Même face aux menaces et à la violence réelle – que ce soit de la part de la police ou d’autres syndicats, comme les Teamsters – Chavez n’a jamais faibli dans son engagement à la résistance passive.

À la fin de son premier jeûne – qui s’est terminé en 1968 après 25 jours – Chavez était trop faible pour parler, mais un discours a été lu en son nom :

« Lorsque nous sommes vraiment honnêtes avec nous-mêmes, nous devons admettre que nos vies sont tout ce qui nous appartient vraiment. C’est donc la façon dont nous utilisons nos vies qui détermine quel genre d’hommes nous sommes. Je suis profondément convaincu que ce n’est qu’en donnant notre vie que nous trouvons la vie. Je suis convaincu que l’acte de courage le plus authentique, l’acte de virilité le plus fort, consiste à se sacrifier pour les autres dans une lutte totalement non violente pour la justice. Être un homme, c’est souffrir pour les autres. Que Dieu nous aide à être des hommes. »

Le travail de Chavez et celui de l’United Farm Workers – le syndicat qu’il a contribué à fonder – ont réussi là où d’innombrables efforts du siècle précédent avaient échoué : améliorer les salaires et les conditions de travail des ouvriers agricoles dans les années 1960 et 1970, et ouvrir la voie à une législation historique en 1975 qui a codifié et garanti le droit des travailleurs agricoles à se syndiquer, à négocier collectivement avec leurs employeurs et à voter lors d’élections à bulletin secret en Californie.

Mais après ces victoires capitales et durement gagnées, l’UFW a mûri en tant que syndicat et son influence a progressivement décliné, tandis que le climat politique en Californie s’est retourné contre les travailleurs. Chavez s’engage dans une nouvelle cause, en tirant la sonnette d’alarme sur les dangers des pesticides – mais il n’a jamais obtenu le même succès que ses campagnes précédentes.

Il meurt en 1993 en Arizona, non loin de son lieu de naissance. A 66 ans, il était encore dans le monde syndical. Plus de 40 000 personnes assistent à ses funérailles.
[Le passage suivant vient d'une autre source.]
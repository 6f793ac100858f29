//! Guardrails: content inspection for inbound chat requests
//!
//! Pluggable checks run against the newest user-authored text before a
//! request reaches the agent. A registry evaluates every registered check in
//! order and aggregates to a single pass/fail decision.
//!
//! # Architecture
//!
//! - **Text extractor**: pulls candidate strings out of an arbitrary JSON
//!   request body (newest user message first, deep-scan fallback)
//! - **Check**: one unit of content policy (`GuardrailCheck` trait)
//! - **Registry**: ordered set of checks, short-circuits on first failure
//!
//! # Usage
//!
//! ```rust
//! use tl_guardrails::{GuardrailContext, GuardrailRegistry, SanitizationCheck};
//!
//! let mut registry = GuardrailRegistry::new();
//! let patterns = tl_guardrails::default_blocked_patterns();
//! registry.register(Box::new(SanitizationCheck::new(&patterns, None).unwrap()));
//!
//! let body = serde_json::json!({
//!     "messages": [{"role": "user", "content": "Hello!"}]
//! });
//! let context = GuardrailContext::from_body(body, Default::default());
//! let result = registry.run_all(&context);
//! assert!(result.passed);
//! ```

pub mod check;
pub mod checks;
pub mod context;
pub mod registry;
pub mod text_extractor;

pub use check::{CheckVerdict, GuardrailCheck};
pub use checks::sanitization::{default_blocked_patterns, SanitizationCheck};
pub use context::GuardrailContext;
pub use registry::{GuardrailRegistry, GuardrailResult};
pub use text_extractor::{extract_last_user_message, extract_text_from_json};
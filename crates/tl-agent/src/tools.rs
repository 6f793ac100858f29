//! Tools the agent invokes against shared banking state
//!
//! Each tool takes the shared state handle, logs its invocation, and
//! delegates the actual mutation to [`TransferService`].

use std::sync::Arc;

use parking_lot::RwLock;
use tracing::{error, info};

use tl_types::{AppResult, BankingState, TransferDetails};

use crate::service::TransferService;

pub type SharedBankingState = Arc<RwLock<BankingState>>;

/// Prepare a bank transfer or bill payment for user confirmation
pub fn prepare_transfer(state: &SharedBankingState, details: TransferDetails) -> AppResult<String> {
    info!(
        "Executing tool: prepare_transfer (recipient={}, amount=RM {:.2})",
        details.recipient_name, details.amount
    );
    let result = TransferService::prepare_transfer(&mut state.write(), details);
    if let Err(e) = &result {
        error!("Transfer preparation failed: {e}");
    }
    result
}

/// Execute the pending transfer after user confirmation
pub fn confirm_transfer(state: &SharedBankingState) -> AppResult<String> {
    info!("Executing tool: confirm_transfer");
    let result = TransferService::execute_transfer(&mut state.write());
    if let Err(e) = &result {
        error!("Transfer confirmation failed: {e}");
    }
    result
}

/// Cancel the pending transfer
pub fn cancel_transfer(state: &SharedBankingState) {
    info!("Executing tool: cancel_transfer");
    TransferService::cancel_transfer(&mut state.write());
}

/// Current account balance
pub fn get_balance(state: &SharedBankingState) -> f64 {
    state.read().balance
}

#[cfg(test)]
mod tests {
    use super::*;

    fn shared_state() -> SharedBankingState {
        Arc::new(RwLock::new(BankingState::default()))
    }

    fn details(amount: f64) -> TransferDetails {
        TransferDetails {
            recipient_name: "Lim".to_string(),
            bank_name: "CIMB".to_string(),
            account_number: "9876543210".to_string(),
            amount,
            reference: Some("rent".to_string()),
        }
    }

    #[test]
    fn test_full_tool_flow() {
        let state = shared_state();
        assert_eq!(get_balance(&state), 1000.0);

        prepare_transfer(&state, details(400.0)).unwrap();
        confirm_transfer(&state).unwrap();
        assert_eq!(get_balance(&state), 600.0);
    }

    #[test]
    fn test_cancel_flow() {
        let state = shared_state();
        prepare_transfer(&state, details(400.0)).unwrap();
        cancel_transfer(&state);
        assert!(state.read().pending_transfer.is_none());
        assert_eq!(get_balance(&state), 1000.0);
    }
}
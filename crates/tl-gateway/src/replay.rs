//! Buffer-and-replay message source
//!
//! After the gateway has drained a request body for inspection, the
//! downstream handler still has to observe the original message sequence.
//! [`ReplaySource`] wraps the live source and first yields every buffered
//! message, in original order, before falling back to live reads — an
//! explicit two-state machine so the exactly-once, in-order contract is
//! independently testable.

use std::collections::VecDeque;

use async_trait::async_trait;

use crate::channel::{MessageSource, RequestMessage, TransportResult};

#[derive(Debug, Clone, Copy, PartialEq, Eq)]
enum ReplayState {
    /// Still handing out buffered messages
    Replaying,
    /// Buffer exhausted; reads go to the live source
    Live,
}

/// Message source that replays buffered messages before live reads
#[derive(Debug)]
pub struct ReplaySource<S> {
    buffered: VecDeque<RequestMessage>,
    inner: S,
    state: ReplayState,
}

impl<S: MessageSource> ReplaySource<S> {
    pub fn new(buffered: Vec<RequestMessage>, inner: S) -> Self {
        Self {
            buffered: buffered.into(),
            inner,
            state: ReplayState::Replaying,
        }
    }
}

#[async_trait]
impl<S: MessageSource> MessageSource for ReplaySource<S> {
    async fn next_message(&mut self) -> TransportResult<RequestMessage> {
        if self.state == ReplayState::Replaying {
            if let Some(message) = self.buffered.pop_front() {
                return Ok(message);
            }
            self.state = ReplayState::Live;
        }
        self.inner.next_message().await
    }
}
//! Web server module
//!
//! Exposes the banking agent over HTTP using Axum:
//! - `POST /agent` — chat endpoint, guarded by the guardrail gateway
//! - `GET /health` — liveness
//!
//! Guardrail enforcement happens inside the gateway, not as an axum layer,
//! so the buffer/decide/replay pipeline stays transport-agnostic and
//! testable without HTTP.

pub mod bridge;
pub mod routes;
pub mod state;

use std::net::SocketAddr;
use std::sync::Arc;

use axum::routing::{get, post};
use axum::Router;
use tokio::net::TcpListener;
use tower_http::cors::{Any, CorsLayer};
use tower_http::trace::TraceLayer;
use tracing::{debug, error, info};

use tl_agent::BankingAgent;
use tl_config::ServerConfig;
use tl_guardrails::GuardrailRegistry;

pub use state::AppState;

/// Build the router
pub fn build_app(state: AppState, enable_cors: bool) -> Router {
    let mut app = Router::new()
        .route("/agent", post(routes::agent::agent_chat))
        .route("/health", get(routes::health::health))
        .layer(TraceLayer::new_for_http())
        .with_state(state);

    if enable_cors {
        app = app.layer(
            CorsLayer::new()
                .allow_origin(Any)
                .allow_methods(Any)
                .allow_headers(Any),
        );
    }
    app
}

/// Start the web server.
///
/// Binds to the configured port, incrementing on collision. Returns the
/// shared state, the serve task handle, and the port actually used.
pub async fn start_server(
    config: ServerConfig,
    registry: Arc<GuardrailRegistry>,
    agent: Arc<BankingAgent>,
) -> anyhow::Result<(AppState, tokio::task::JoinHandle<()>, u16)> {
    info!("Starting web server on {}:{}", config.host, config.port);

    let state = AppState::new(registry, agent);
    let app = build_app(state.clone(), config.enable_cors);

    let host_ip = config.host.parse::<std::net::IpAddr>()?;
    let (listener, port) = bind_with_retry(host_ip, config.port, 100).await?;
    if port != config.port {
        info!("Port {} was taken, using port {} instead", config.port, port);
    }

    info!("Web server listening on http://{}:{}", config.host, port);

    let handle = tokio::spawn(async move {
        if let Err(e) = axum::serve(
            listener,
            app.into_make_service_with_connect_info::<SocketAddr>(),
        )
        .await
        {
            error!("Server error: {e}");
        }
    });

    Ok((state, handle, port))
}

/// Bind to the first free port in `[start_port, start_port + max_attempts]`,
/// clamped to the valid port range. Returns the listener and the port used.
async fn bind_with_retry(
    host_ip: std::net::IpAddr,
    start_port: u16,
    max_attempts: u16,
) -> anyhow::Result<(TcpListener, u16)> {
    let last_port = start_port.saturating_add(max_attempts);
    let mut port = start_port;
    loop {
        let addr = SocketAddr::from((host_ip, port));
        match TcpListener::bind(addr).await {
            Ok(listener) => return Ok((listener, port)),
            Err(e) => {
                if port >= last_port {
                    return Err(anyhow::anyhow!(
                        "Could not bind to any port between {} and {} (last error: {})",
                        start_port,
                        port,
                        e
                    ));
                }
                debug!("Port {} is taken, trying next port", port);
                port += 1;
            }
        }
    }
}
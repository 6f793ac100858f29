//! Concrete guardrail check implementations

pub mod sanitization;
//! Extract inspectable text from a chat request JSON body

use serde_json::Value;

/// Keys whose string values the deep-scan fallback collects
const TEXT_KEYS: [&str; 4] = ["message", "content", "query", "text"];

/// Extract only the content of the most recent user-authored message.
///
/// Scanning stops after the first user message found from the end, so
/// guardrails never re-trigger on conversation history.
///
/// - String content yields a one-element vector
/// - Content-part arrays yield the `text` field of each part that has one
/// - A body without a `messages` array (or with an empty one) falls back to
///   [`extract_text_from_json`]
///
/// Type mismatches anywhere are treated as absence, never as errors.
pub fn extract_last_user_message(body: &Value) -> Vec<String> {
    let messages = match body.get("messages").and_then(|m| m.as_array()) {
        Some(messages) if !messages.is_empty() => messages,
        // Request shapes vary across integrations; degrade to a generic scan
        // rather than silently returning nothing.
        _ => return extract_text_from_json(body),
    };

    for msg in messages.iter().rev() {
        if msg.get("role").and_then(|r| r.as_str()) != Some("user") {
            continue;
        }
        return match msg.get("content") {
            Some(Value::String(content)) => vec![content.clone()],
            Some(Value::Array(parts)) => parts
                .iter()
                .filter_map(|part| part.get("text").and_then(|t| t.as_str()))
                .map(str::to_string)
                .collect(),
            _ => Vec::new(),
        };
    }

    Vec::new()
}

/// Deep search for any text-like fields in a JSON value.
///
/// Collects every string value found directly under one of [`TEXT_KEYS`]
/// anywhere in the structure, in pre-order discovery sequence.
pub fn extract_text_from_json(value: &Value) -> Vec<String> {
    let mut texts = Vec::new();
    collect_text_fields(value, &mut texts);
    texts
}

fn collect_text_fields(value: &Value, out: &mut Vec<String>) {
    match value {
        Value::Object(map) => {
            for (key, child) in map {
                match child {
                    Value::String(text) if TEXT_KEYS.contains(&key.as_str()) => {
                        out.push(text.clone());
                    }
                    _ => collect_text_fields(child, out),
                }
            }
        }
        Value::Array(items) => {
            for item in items {
                collect_text_fields(item, out);
            }
        }
        _ => {}
    }
}
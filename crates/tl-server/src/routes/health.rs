//! GET /health liveness endpoint

use axum::extract::State;
use axum::Json;
use chrono::Utc;

use crate::state::AppState;

pub async fn health(State(state): State<AppState>) -> Json<serde_json::Value> {
    Json(serde_json::json!({
        "status": "ok",
        "uptime_seconds": (Utc::now() - state.started_at).num_seconds(),
    }))
}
En 1994, le président Bill Clinton décerne à Chavez une médaille de la liberté à titre posthume, la plus haute distinction civile.

« Il était pour son propre peuple une figure de Moïse », a déclaré Clinton. « Les ouvriers agricoles qui travaillaient dans les champs et aspiraient au respect et à l’autosuffisance ont placé leurs espoirs dans cet homme remarquable qui, avec foi et discipline, avec une humilité douce et une force intérieure étonnante, a mené une vie très courageuse. Et ce faisant, a apporté la dignité à la vie de tant d’autres, et nous a fourni une inspiration pour le reste de l’histoire de notre nation. »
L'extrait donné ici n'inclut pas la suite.